On 05/12/2012 10:52, Chris Travers wrote:


On Tue, Dec 4, 2012 at 6:24 PM, Chris Travers <..hidden..> wrote:


On Tue, Dec 4, 2012 at 4:08 PM, Brian Wolf <..hidden..> wrote:
One of our clients asked about shipping products after making a sale.
They created a sales order, and then a sales invoice (from the sales order).   Now, how do they ship it?  The sales invoice is not displayed in Under Shipping > Ship.

The currently supported workflow is that workflows can be shipped, not sales invoices.  The problem I see as far as our support right now is that payments can't be attached to orders.  In other words shipping happens prior to invoice.  I suspect that the shipping routines could be modified to track shipping of invoices.

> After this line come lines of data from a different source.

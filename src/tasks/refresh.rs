//! Background Refresh Task
//!
//! Fire-and-forget refreshes of stale cache entries. The caller never awaits
//! them and never sees their errors; failures end up in the logs.

use std::future::Future;
use std::mem;
use std::path::PathBuf;
use std::sync::{Arc, Mutex, MutexGuard};

use tokio::task::JoinHandle;
use tracing::{debug, info, warn};

use crate::error::Result;

/// Spawns `refresh` onto the runtime and logs its outcome.
///
/// The returned handle is the only way to observe completion. Dropping it
/// detaches the task, it keeps running to completion or failure either way.
///
/// # Example
/// ```ignore
/// let handle = spawn_refresh(path, async move { rewrite_entry().await });
/// // Later, when the result matters:
/// handle.await?;
/// ```
pub fn spawn_refresh<Fut>(path: PathBuf, refresh: Fut) -> JoinHandle<()>
where
    Fut: Future<Output = Result<()>> + Send + 'static,
{
    debug!("Scheduling background refresh of {}", path.display());

    tokio::spawn(async move {
        match refresh.await {
            Ok(()) => info!("Background refresh of {} completed", path.display()),
            Err(e) => warn!(
                error = %e,
                path = %path.display(),
                "Background refresh failed, stale entry kept"
            ),
        }
    })
}

// == Refresh Tasks ==
/// Handles of the background refreshes spawned by one memoized function.
#[derive(Debug, Clone, Default)]
pub struct RefreshTasks {
    handles: Arc<Mutex<Vec<JoinHandle<()>>>>,
}

impl RefreshTasks {
    pub fn new() -> Self {
        Self::default()
    }

    /// Remembers `handle`, forgetting refreshes that already finished.
    pub fn track(&self, handle: JoinHandle<()>) {
        let mut handles = self.handles();
        handles.retain(|handle| !handle.is_finished());
        handles.push(handle);
    }

    /// Number of refreshes that have not finished yet.
    pub fn pending(&self) -> usize {
        self.handles()
            .iter()
            .filter(|handle| !handle.is_finished())
            .count()
    }

    /// Waits until every tracked refresh, including ones spawned meanwhile, is done.
    pub async fn wait_all(&self) {
        loop {
            let drained = mem::take(&mut *self.handles());
            if drained.is_empty() {
                break;
            }
            for handle in drained {
                if let Err(e) = handle.await {
                    warn!(error = %e, "Background refresh task did not finish cleanly");
                }
            }
        }
    }

    fn handles(&self) -> MutexGuard<'_, Vec<JoinHandle<()>>> {
        self.handles
            .lock()
            .unwrap_or_else(|poisoned| poisoned.into_inner())
    }
}
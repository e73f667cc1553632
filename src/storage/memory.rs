//! In-process storage, mainly for tests and embedding.

use std::collections::HashMap;
use std::io;
use std::path::{Path, PathBuf};
use std::sync::atomic::{AtomicBool, AtomicUsize, Ordering};
use std::sync::{Arc, Mutex, MutexGuard};
use std::time::SystemTime;

use async_trait::async_trait;

use super::Storage;
use crate::clock::{Clock, SystemClock};
use crate::error::{MemoError, Result};

#[derive(Debug, Clone)]
struct StoredText {
    content: String,
    modified: SystemTime,
}

/// Keeps entries in a map, stamping each write with the injected clock.
pub struct MemoryStorage {
    entries: Mutex<HashMap<PathBuf, StoredText>>,
    clock: Arc<dyn Clock>,
    operations: AtomicUsize,
    fail_writes: AtomicBool,
}

impl MemoryStorage {
    /// Creates an empty storage stamped by the system clock.
    pub fn new() -> Self {
        Self::with_clock(Arc::new(SystemClock))
    }

    /// Creates an empty storage stamped by `clock`.
    pub fn with_clock(clock: Arc<dyn Clock>) -> Self {
        Self {
            entries: Mutex::new(HashMap::new()),
            clock,
            operations: AtomicUsize::new(0),
            fail_writes: AtomicBool::new(false),
        }
    }

    /// Number of storage calls served so far, including failed ones.
    pub fn operations(&self) -> usize {
        self.operations.load(Ordering::SeqCst)
    }

    /// Makes every following write fail with a permission error.
    pub fn set_fail_writes(&self, fail: bool) {
        self.fail_writes.store(fail, Ordering::SeqCst);
    }

    /// Returns the raw content stored at `path`, bypassing the operation counter.
    pub fn peek(&self, path: &Path) -> Option<String> {
        self.entries().get(path).map(|stored| stored.content.clone())
    }

    /// Number of entries currently held.
    pub fn len(&self) -> usize {
        self.entries().len()
    }

    pub fn is_empty(&self) -> bool {
        self.entries().is_empty()
    }

    fn entries(&self) -> MutexGuard<'_, HashMap<PathBuf, StoredText>> {
        self.entries
            .lock()
            .unwrap_or_else(|poisoned| poisoned.into_inner())
    }

    fn lookup(&self, path: &Path) -> Result<StoredText> {
        self.operations.fetch_add(1, Ordering::SeqCst);
        self.entries().get(path).cloned().ok_or_else(|| {
            MemoError::storage(path, io::Error::new(io::ErrorKind::NotFound, "no such entry"))
        })
    }
}

impl Default for MemoryStorage {
    fn default() -> Self {
        Self::new()
    }
}

impl std::fmt::Debug for MemoryStorage {
    fn fmt(&self, f: &mut std::fmt::Formatter<'_>) -> std::fmt::Result {
        f.debug_struct("MemoryStorage")
            .field("entries", &self.len())
            .field("operations", &self.operations())
            .finish()
    }
}

#[async_trait]
impl Storage for MemoryStorage {
    async fn exists(&self, path: &Path) -> Result<bool> {
        self.operations.fetch_add(1, Ordering::SeqCst);
        Ok(self.entries().contains_key(path))
    }

    async fn read_text(&self, path: &Path) -> Result<String> {
        self.lookup(path).map(|stored| stored.content)
    }

    async fn write_text(&self, path: &Path, content: &str) -> Result<()> {
        self.operations.fetch_add(1, Ordering::SeqCst);
        if self.fail_writes.load(Ordering::SeqCst) {
            return Err(MemoError::storage(
                path,
                io::Error::new(io::ErrorKind::PermissionDenied, "writes disabled"),
            ));
        }

        let stored = StoredText {
            content: content.to_owned(),
            modified: self.clock.now(),
        };
        self.entries().insert(path.to_path_buf(), stored);
        Ok(())
    }

    async fn modified(&self, path: &Path) -> Result<SystemTime> {
        self.lookup(path).map(|stored| stored.modified)
    }
}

I can see this might be a common requirement since very often you take a payment prior to shipping.  I have generally wanted to redo this as a part of redesigning order management with the idea that invoices could be issued after shipping (and I still want to do that) but I think we could really use something more immediate because this is a significant limitation.  Let me see what is involved in this and see whether we can offer this as a new feature in 1.4 and maybe a backport for 1.3.  My gut says this shouldn't be too difficult but I won't know for sure until I get into it.

Question for everyone else:  Is a "ship after invoice" workflow something that would be generally helpful to everyone else?


Having looked at this, it is not as simple as I had hoped.  I may be able to devote some time to it this week.    It doesn't look too bad though maybe with some extra time I will see an easier way to do this.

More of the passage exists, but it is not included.